(Dataset entries)
::::

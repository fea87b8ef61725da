use clap::Parser;
use docweave::handlers;
use docweave::{Cli, Command};
use std::process::ExitCode;
use tracing_subscriber::EnvFilter;

fn main() -> ExitCode {
    let cli = Cli::parse();
    init_tracing(cli.verbose);

    match &cli.command {
        Command::Certs { root } => handlers::run_certs(root),
        Command::Controls { root } => handlers::run_controls(root),
        Command::Docs { root } => handlers::run_docs(root),
        Command::Diff { root } => handlers::run_diff(root),
        Command::All { root } => handlers::run_all(root),
    }
}

fn init_tracing(verbose: bool) {
    let default_filter = if verbose {
        "docweave=debug"
    } else {
        "docweave=warn"
    };
    let filter =
        EnvFilter::try_from_default_env().unwrap_or_else(|_| EnvFilter::new(default_filter));
    tracing_subscriber::fmt()
        .with_env_filter(filter)
        .with_writer(std::io::stderr)
        .init();
}
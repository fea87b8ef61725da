//! Pure transforms of the merge-and-link pipeline.
//!
//! Every stage is value-in/value-out: it consumes its input collections and
//! returns new ones, so no stage mutates state another stage still holds.

pub mod aggregate;
pub mod compose;
pub mod diff;
pub mod link;

pub use aggregate::aggregate;
pub use compose::{UnresolvedReference, compose};
pub use diff::{Gap, gap_analysis};
pub use link::link;
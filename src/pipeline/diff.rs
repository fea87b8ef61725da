//! Gap analysis: certification references with no satisfying controls.

use crate::model::{Certification, Standard};
use std::collections::BTreeMap;
use std::fmt;

/// A referenced element nothing satisfies.
#[derive(Debug, Clone, PartialEq, Eq, PartialOrd, Ord)]
pub struct Gap {
    pub standard: String,
    pub element: String,
}

impl fmt::Display for Gap {
    fn fmt(&self, f: &mut fmt::Formatter<'_>) -> fmt::Result {
        write!(f, "{}-{}", self.standard, self.element)
    }
}

/// For each certification, collect the referenced (standard, element) pairs
/// whose linked element carries no justifications. Elements missing from
/// the standards entirely count as gaps. Gaps come back sorted.
pub fn gap_analysis(
    certifications: &BTreeMap<String, Certification>,
    standards: &BTreeMap<String, Standard>,
) -> BTreeMap<String, Vec<Gap>> {
    let mut report = BTreeMap::new();

    for (name, certification) in certifications {
        let mut gaps = Vec::new();
        for (standard_name, elements) in &certification.standards {
            for element_key in elements.keys() {
                let satisfied = standards
                    .get(standard_name)
                    .and_then(|s| s.elements.get(element_key))
                    .is_some_and(|e| e.has_justifications());
                if !satisfied {
                    gaps.push(Gap {
                        standard: standard_name.clone(),
                        element: element_key.clone(),
                    });
                }
            }
        }
        gaps.sort();
        report.insert(name.clone(), gaps);
    }

    report
}
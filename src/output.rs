//! Batched artifact writing.
//!
//! A job writes every artifact through one [`BatchWriter`]; failures are
//! collected per file and the whole batch always runs to the end. The
//! caller consults the final [`WriteReport`] before declaring success.

use crate::error::{Result, WeaveError};
use serde::Serialize;
use std::fs;
use std::path::{Path, PathBuf};
use tracing::{debug, error};

#[derive(Debug, Default)]
pub struct WriteReport {
    pub written: Vec<PathBuf>,
    pub failures: Vec<WeaveError>,
}

impl WriteReport {
    pub fn is_clean(&self) -> bool {
        self.failures.is_empty()
    }
}

#[derive(Debug, Default)]
pub struct BatchWriter {
    report: WriteReport,
}

impl BatchWriter {
    pub fn new() -> Self {
        Self::default()
    }

    /// Serialize `value` as YAML and write it to `path`.
    pub fn write_yaml<T: Serialize>(&mut self, path: &Path, what: &str, value: &T) {
        match serde_yaml::to_string(value) {
            Ok(content) => self.write_text(path, &content),
            Err(e) => self.record_failure(
                path,
                WeaveError::EncodeYaml {
                    what: what.to_string(),
                    source: e,
                },
            ),
        }
    }

    /// Write text to `path`, creating parent directories as needed.
    pub fn write_text(&mut self, path: &Path, content: &str) {
        match try_write(path, content) {
            Ok(()) => {
                debug!(path = %path.display(), "wrote artifact");
                self.report.written.push(path.to_path_buf());
            }
            Err(e) => self.record_failure(path, e),
        }
    }

    fn record_failure(&mut self, path: &Path, err: WeaveError) {
        error!(path = %path.display(), %err, "failed to write artifact");
        self.report.failures.push(err);
    }

    pub fn finish(self) -> WriteReport {
        self.report
    }
}

fn try_write(path: &Path, content: &str) -> Result<()> {
    if let Some(parent) = path.parent()
        && !parent.as_os_str().is_empty()
    {
        fs::create_dir_all(parent).map_err(|e| WeaveError::WriteFile {
            path: path.display().to_string(),
            source: e,
        })?;
    }
    fs::write(path, content).map_err(|e| WeaveError::WriteFile {
        path: path.display().to_string(),
        source: e,
    })
}
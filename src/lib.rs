//! docweave: compliance documentation builder.
//!
//! Aggregates compliance documentation authored as separate YAML fragments
//! (standards, controls, certifications) into merged artifacts:
//!
//! - completed certification bundles with every referenced standard element
//!   filled in with linked control evidence,
//! - one merged base-control document built from per-system fragments,
//! - per-control Markdown pages plus an updated site-navigation config.
//!
//! Each batch job is a subcommand: load documents, run a pure in-memory
//! merge/link pass, write the artifacts, report aggregated failures.

pub mod cli;
pub mod error;
pub mod handlers;
pub mod loader;
pub mod model;
pub mod output;
pub mod pipeline;
pub mod render;

pub use cli::{Cli, Command};
pub use error::{Result, WeaveError};
pub use loader::DocumentSet;
pub use model::{
    BaseControl, Certification, Control, ControlFamily, Justification, MergedControls, NavEntry,
    SectionEntry, SiteConfig, Standard, StandardElement,
};
pub use output::{BatchWriter, WriteReport};
pub use pipeline::{Gap, UnresolvedReference};
use std::path::PathBuf;
use thiserror::Error;

#[derive(Error, Debug)]
pub enum WeaveError {
    #[error("Failed to read file: {path}")]
    ReadFile {
        path: String,
        #[source]
        source: std::io::Error,
    },

    #[error("Failed to parse YAML document: {path}")]
    ParseYaml {
        path: String,
        #[source]
        source: serde_yaml::Error,
    },

    #[error("Failed to write file: {path}")]
    WriteFile {
        path: String,
        #[source]
        source: std::io::Error,
    },

    #[error("Failed to serialize {what}")]
    EncodeYaml {
        what: String,
        #[source]
        source: serde_yaml::Error,
    },

    #[error("Directory not found: {0}")]
    MissingDirectory(PathBuf),

    #[error("{count} document(s) failed to load")]
    LoadFailures {
        count: usize,
        errors: Vec<WeaveError>,
    },

    #[error("Control `{control}` satisfies unknown standard `{standard}`")]
    UnknownStandard { control: String, standard: String },

    #[error("Control `{control}` satisfies unknown element `{standard}/{element}`")]
    UnknownElement {
        control: String,
        standard: String,
        element: String,
    },
}

impl WeaveError {
    /// Wrap a batch of per-file load errors into a single aggregated error.
    pub fn from_load_errors(errors: Vec<WeaveError>) -> Self {
        WeaveError::LoadFailures {
            count: errors.len(),
            errors,
        }
    }
}

pub type Result<T> = std::result::Result<T, WeaveError>;
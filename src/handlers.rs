//! CLI command handlers
//!
//! One handler per batch job. Each job loads its inputs, runs the pure
//! transform, writes its artifacts through a [`BatchWriter`], and maps the
//! outcome to an exit code: load and lookup faults abort before anything is
//! written, write failures are reported in aggregate after the whole batch
//! ran.

use crate::error::{Result, WeaveError};
use crate::loader::{
    self, COMPLETED_CERTIFICATIONS_DIR, MERGED_CONTROLS_FILE, PAGES_DIR, SITE_CONFIG_FILE,
};
use crate::output::{BatchWriter, WriteReport};
use crate::pipeline::{Gap, aggregate, compose, gap_analysis, link};
use crate::render::{render_page, upsert_navigation};
use colored::Colorize;
use std::collections::BTreeMap;
use std::path::Path;
use std::process::ExitCode;
use tracing::{info, warn};

/// Build completed certification bundles.
pub fn run_certs(root: &Path) -> ExitCode {
    conclude(certs_job(root))
}

/// Merge system control fragments into the base-control document.
pub fn run_controls(root: &Path) -> ExitCode {
    conclude(controls_job(root))
}

/// Render Markdown pages and update the site navigation.
pub fn run_docs(root: &Path) -> ExitCode {
    conclude(docs_job(root))
}

/// Run controls, certs, and docs in sequence, stopping at the first
/// failing job.
pub fn run_all(root: &Path) -> ExitCode {
    let jobs: [(&str, fn(&Path) -> Result<WriteReport>); 3] = [
        ("controls", controls_job),
        ("certs", certs_job),
        ("docs", docs_job),
    ];
    for (name, job) in jobs {
        info!(job = name, "running job");
        let outcome = job(root);
        let failed = match &outcome {
            Ok(report) => !report.is_clean(),
            Err(_) => true,
        };
        let code = conclude(outcome);
        if failed {
            return code;
        }
    }
    ExitCode::SUCCESS
}

/// Gap analysis: report certification references no control satisfies.
pub fn run_diff(root: &Path) -> ExitCode {
    let report = match diff_job(root) {
        Ok(report) => report,
        Err(e) => {
            print_error(&e);
            return ExitCode::FAILURE;
        }
    };

    for (certification, gaps) in &report {
        let headline = format!("{certification}: {} missing control(s)", gaps.len());
        if gaps.is_empty() {
            println!("{}", headline.green());
        } else {
            println!("{}", headline.red().bold());
        }
        for gap in gaps {
            println!("  {gap}");
        }
    }
    ExitCode::SUCCESS
}

fn certs_job(root: &Path) -> Result<WriteReport> {
    info!(root = %root.display(), "building completed certifications");
    let data = loader::load_data(root)?;
    let linked = link(data.standards, &data.controls)?;
    let (composed, unresolved) = compose(data.certifications, &linked)?;

    for reference in &unresolved {
        warn!(%reference, "unresolved certification reference");
        eprintln!("{} {reference}", "warning:".yellow().bold());
    }

    let mut writer = BatchWriter::new();
    for (name, certification) in &composed {
        let path = root
            .join(COMPLETED_CERTIFICATIONS_DIR)
            .join(format!("{name}.yaml"));
        writer.write_yaml(&path, &format!("certification {name}"), certification);
    }
    Ok(writer.finish())
}

fn controls_job(root: &Path) -> Result<WriteReport> {
    info!(root = %root.display(), "merging system control fragments");
    let template = loader::load_base_control(root)?;
    let fragments = loader::load_fragments(root)?;
    let merged = aggregate(template, fragments);

    let mut writer = BatchWriter::new();
    writer.write_yaml(
        &root.join(MERGED_CONTROLS_FILE),
        "merged control document",
        &merged,
    );
    Ok(writer.finish())
}

fn docs_job(root: &Path) -> Result<WriteReport> {
    info!(root = %root.display(), "rendering control documentation");
    let controls = loader::load_merged_controls(root)?;
    let mut config = loader::load_site_config(root)?;

    let mut writer = BatchWriter::new();
    for (key, family) in &controls {
        let page = render_page(key, family);
        writer.write_text(&root.join(PAGES_DIR).join(format!("{key}.md")), &page);
        upsert_navigation(&mut config, key);
    }
    writer.write_yaml(&root.join(SITE_CONFIG_FILE), "site configuration", &config);
    Ok(writer.finish())
}

fn diff_job(root: &Path) -> Result<BTreeMap<String, Vec<Gap>>> {
    let data = loader::load_data(root)?;
    let linked = link(data.standards, &data.controls)?;
    Ok(gap_analysis(&data.certifications, &linked))
}

fn conclude(outcome: Result<WriteReport>) -> ExitCode {
    match outcome {
        Ok(report) => {
            for path in &report.written {
                println!("wrote {}", path.display());
            }
            for failure in &report.failures {
                print_error(failure);
            }
            if report.is_clean() {
                ExitCode::SUCCESS
            } else {
                ExitCode::FAILURE
            }
        }
        Err(e) => {
            print_error(&e);
            ExitCode::FAILURE
        }
    }
}

fn print_error(err: &WeaveError) {
    eprintln!("{} {err}", "error:".red().bold());
    if let WeaveError::LoadFailures { errors, .. } = err {
        for inner in errors {
            match std::error::Error::source(inner) {
                Some(source) => eprintln!("  {inner}: {source}"),
                None => eprintln!("  {inner}"),
            }
        }
    }
}
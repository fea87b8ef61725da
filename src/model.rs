//! Document model for the compliance data tree.
//!
//! Every keyed mapping is a `BTreeMap` so serialized artifacts come out in
//! sorted key order regardless of input file order.

use serde::{Deserialize, Serialize};
use std::collections::BTreeMap;

/// A compliance framework document broken into addressable elements.
///
/// Any top-level key other than `name` is an element keyed by its
/// identifier (e.g. `AC-2`, `SC-13`).
#[derive(Debug, Clone, PartialEq, Serialize, Deserialize)]
pub struct Standard {
    pub name: String,
    #[serde(flatten)]
    pub elements: BTreeMap<String, StandardElement>,
}

/// One addressable element of a standard.
///
/// `justifications` is absent until the linker attaches the first control.
#[derive(Debug, Clone, PartialEq, Serialize, Deserialize)]
pub struct StandardElement {
    #[serde(default, skip_serializing_if = "Option::is_none")]
    pub title: Option<String>,
    #[serde(default, skip_serializing_if = "Option::is_none")]
    pub justifications: Option<Vec<Control>>,
    #[serde(flatten)]
    pub extra: BTreeMap<String, serde_yaml::Value>,
}

impl StandardElement {
    /// Whether any control has been linked onto this element.
    pub fn has_justifications(&self) -> bool {
        self.justifications.as_ref().is_some_and(|j| !j.is_empty())
    }
}

/// A documented practice claiming to satisfy standard elements.
///
/// `satisfies` maps a standard name to the element keys the control
/// fulfills. Everything else in the document (name, narrative, references)
/// rides along untouched in `docs`.
#[derive(Debug, Clone, PartialEq, Serialize, Deserialize)]
pub struct Control {
    #[serde(default, skip_serializing_if = "BTreeMap::is_empty")]
    pub satisfies: BTreeMap<String, Vec<String>>,
    #[serde(flatten)]
    pub docs: BTreeMap<String, serde_yaml::Value>,
}

impl Control {
    /// Best-effort identifier for diagnostics.
    pub fn label(&self) -> &str {
        self.docs
            .get("name")
            .and_then(serde_yaml::Value::as_str)
            .unwrap_or("<unnamed>")
    }
}

/// A certification template: which standards/elements the program requires.
///
/// Each element key maps to a placeholder value that composition replaces
/// with a deep copy of the linked [`StandardElement`].
#[derive(Debug, Clone, PartialEq, Serialize, Deserialize)]
pub struct Certification {
    pub name: String,
    #[serde(default)]
    pub standards: BTreeMap<String, BTreeMap<String, serde_yaml::Value>>,
    #[serde(flatten)]
    pub extra: BTreeMap<String, serde_yaml::Value>,
}

/// One family of the base-control document: a `name` plus keyed sections.
///
/// The entry type is generic because the aggregator treats section entries
/// as opaque values while the renderer needs them shaped as
/// [`SectionEntry`].
#[derive(Debug, Clone, PartialEq, Serialize, Deserialize)]
pub struct ControlFamily<E> {
    #[serde(default, skip_serializing_if = "Option::is_none")]
    pub name: Option<serde_yaml::Value>,
    #[serde(flatten)]
    pub sections: BTreeMap<String, Option<Vec<E>>>,
}

impl<E> ControlFamily<E> {
    pub fn display_name(&self) -> Option<&str> {
        self.name.as_ref().and_then(serde_yaml::Value::as_str)
    }
}

/// The base-control template and its per-system fragments, keyed by family.
pub type BaseControl = BTreeMap<String, ControlFamily<serde_yaml::Value>>;

/// The merged control document as the renderer consumes it.
pub type MergedControls = BTreeMap<String, ControlFamily<SectionEntry>>;

/// One entry under a merged-control section.
#[derive(Debug, Clone, PartialEq, Serialize, Deserialize)]
pub struct SectionEntry {
    pub title: String,
    #[serde(default, skip_serializing_if = "Vec::is_empty")]
    pub justifications: Vec<Justification>,
    #[serde(flatten)]
    pub extra: BTreeMap<String, serde_yaml::Value>,
}

#[derive(Debug, Clone, PartialEq, Serialize, Deserialize)]
pub struct Justification {
    #[serde(default, skip_serializing_if = "Option::is_none")]
    pub text: Option<String>,
    #[serde(flatten)]
    pub extra: BTreeMap<String, serde_yaml::Value>,
}

/// Site configuration carrying the navigation list; every other attribute
/// round-trips untouched.
#[derive(Debug, Clone, PartialEq, Serialize, Deserialize)]
pub struct SiteConfig {
    #[serde(default)]
    pub navigation: Vec<NavEntry>,
    #[serde(flatten)]
    pub extra: BTreeMap<String, serde_yaml::Value>,
}

#[derive(Debug, Clone, PartialEq, Serialize, Deserialize)]
pub struct NavEntry {
    pub text: String,
    #[serde(default)]
    pub url: String,
    #[serde(default)]
    pub internal: bool,
    #[serde(flatten)]
    pub extra: BTreeMap<String, serde_yaml::Value>,
}

#[cfg(test)]
mod tests {
    use super::*;

    #[test]
    fn test_standard_flattens_elements() {
        let standard: Standard = serde_yaml::from_str(
            "name: NIST-800-53\nAC-2:\n  title: Account Management\nSC-13:\n  title: Cryptographic Protection\n",
        )
        .unwrap();
        assert_eq!(standard.name, "NIST-800-53");
        assert_eq!(standard.elements.len(), 2);
        assert_eq!(
            standard.elements["AC-2"].title.as_deref(),
            Some("Account Management")
        );
        assert!(standard.elements["AC-2"].justifications.is_none());
    }

    #[test]
    fn test_control_keeps_documentation_attributes() {
        let control: Control = serde_yaml::from_str(
            "name: User Accounts\nsatisfies:\n  NIST-800-53:\n    - AC-2\nreferences:\n  - verification: https://example.gov/accounts\n",
        )
        .unwrap();
        assert_eq!(control.label(), "User Accounts");
        assert_eq!(control.satisfies["NIST-800-53"], vec!["AC-2"]);
        assert!(control.docs.contains_key("references"));
    }

    #[test]
    fn test_control_label_falls_back_when_unnamed() {
        let control: Control =
            serde_yaml::from_str("satisfies:\n  NIST-800-53:\n    - AC-2\n").unwrap();
        assert_eq!(control.label(), "<unnamed>");
    }

    #[test]
    fn test_family_null_sections_deserialize_as_absent() {
        let family: ControlFamily<serde_yaml::Value> =
            serde_yaml::from_str("name: Access Control\nreferences: ~\ngovernors: []\n").unwrap();
        assert_eq!(family.display_name(), Some("Access Control"));
        assert_eq!(family.sections["references"], None);
        assert_eq!(family.sections["governors"], Some(vec![]));
    }

    #[test]
    fn test_site_config_preserves_unknown_attributes() {
        let config: SiteConfig = serde_yaml::from_str(
            "title: Compliance Docs\nnavigation:\n  - text: Home\n    url: /\n    internal: true\n",
        )
        .unwrap();
        assert_eq!(config.navigation.len(), 1);
        assert_eq!(config.extra["title"], serde_yaml::Value::from("Compliance Docs"));

        let out = serde_yaml::to_string(&config).unwrap();
        assert!(out.contains("title: Compliance Docs"));
    }
}
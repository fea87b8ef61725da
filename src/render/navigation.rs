//! Site navigation maintenance.

use crate::model::{NavEntry, SiteConfig};
use std::collections::BTreeMap;

/// Upsert the navigation record for `key`.
///
/// The first entry whose `text` matches is replaced in place; with no
/// match, a new record is appended at the end.
pub fn upsert_navigation(config: &mut SiteConfig, key: &str) {
    let entry = NavEntry {
        text: key.to_string(),
        url: format!("{key}/"),
        internal: true,
        extra: BTreeMap::new(),
    };

    if let Some(existing) = config.navigation.iter_mut().find(|e| e.text == key) {
        *existing = entry;
    } else {
        config.navigation.push(entry);
    }
}
use clap::{Parser, Subcommand};
use std::path::PathBuf;

#[derive(Parser, Debug)]
#[command(
    name = "docweave",
    version,
    about = "Builds linked compliance documentation from standards, controls, and certifications",
    long_about = "docweave merges compliance YAML fragments into completed certification bundles, a merged base-control document, and per-control Markdown pages with updated site navigation."
)]
pub struct Cli {
    #[command(subcommand)]
    pub command: Command,

    /// Verbose diagnostic output
    #[arg(short, long, global = true)]
    pub verbose: bool,
}

#[derive(Subcommand, Debug)]
pub enum Command {
    /// Build completed certification bundles from the data/ tree
    Certs {
        /// Project root holding the compliance data
        #[arg(default_value = ".")]
        root: PathBuf,
    },

    /// Merge system control fragments into the base-control document
    Controls {
        /// Project root holding the compliance data
        #[arg(default_value = ".")]
        root: PathBuf,
    },

    /// Render Markdown pages and update the site navigation
    Docs {
        /// Project root holding the compliance data
        #[arg(default_value = ".")]
        root: PathBuf,
    },

    /// Report certification references no control satisfies
    Diff {
        /// Project root holding the compliance data
        #[arg(default_value = ".")]
        root: PathBuf,
    },

    /// Run controls, certs, and docs in sequence
    All {
        /// Project root holding the compliance data
        #[arg(default_value = ".")]
        root: PathBuf,
    },
}
//! Application layer errors.
//!
//! These are the failures a composition can run into. Malformed directives
//! are not among them: a span that does not qualify is ordinary text.

use thiserror::Error;

use crate::error::ErrorCategory;

/// Errors raised while composing or rendering templates.
#[derive(Debug, Error, Clone, PartialEq)]
pub enum ApplicationError {
    /// A template file could not be read (missing, unreadable, not UTF-8).
    #[error("Failed to read template {path}: {reason}")]
    TemplateRead { path: String, reason: String },

    /// The host engine rejected a template body.
    #[error("Failed to parse template '{name}': {reason}")]
    TemplateParse { name: String, reason: String },

    /// Executing a composed unit failed.
    #[error("Failed to render template '{name}': {reason}")]
    RenderFailed { name: String, reason: String },

    /// Shared engine state is unusable (lock poisoned).
    #[error("Composer state lock poisoned")]
    StateLock,
}

impl ApplicationError {
    /// Get user-actionable suggestions.
    pub fn suggestions(&self) -> Vec<String> {
        match self {
            Self::TemplateRead { path, .. } => vec![
                format!("Check that {} exists and is readable", path),
                "Template names are resolved relative to the base directory".into(),
                "Use --base-dir to point at your template directory".into(),
            ],
            Self::TemplateParse { name, .. } => vec![
                format!("Fix the template syntax in '{}'", name),
                "Directives must look like {{include \"file\"}} or {{extends \"file\"}}".into(),
            ],
            Self::RenderFailed { name, .. } => vec![
                format!("Check the data passed to '{}'", name),
                "Partials must be composed into the set (add an include directive)".into(),
            ],
            Self::StateLock => vec![
                "A previous composition panicked while holding shared state".into(),
                "Restart the process".into(),
            ],
        }
    }

    /// Get error category.
    pub fn category(&self) -> ErrorCategory {
        match self {
            Self::TemplateRead { .. } => ErrorCategory::NotFound,
            Self::TemplateParse { .. } | Self::RenderFailed { .. } => ErrorCategory::Validation,
            Self::StateLock => ErrorCategory::Internal,
        }
    }
}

::::

## TO DO
Return every line from the entries above that includes the word "updated".

## ANSWER TO THE PROBLEM
//! - per-control Markdown pages plus an updated site-navigation config.
    long_about = "docweave merges compliance YAML fragments into completed certification bundles, a merged base-control document, and per-control Markdown pages with updated site navigation."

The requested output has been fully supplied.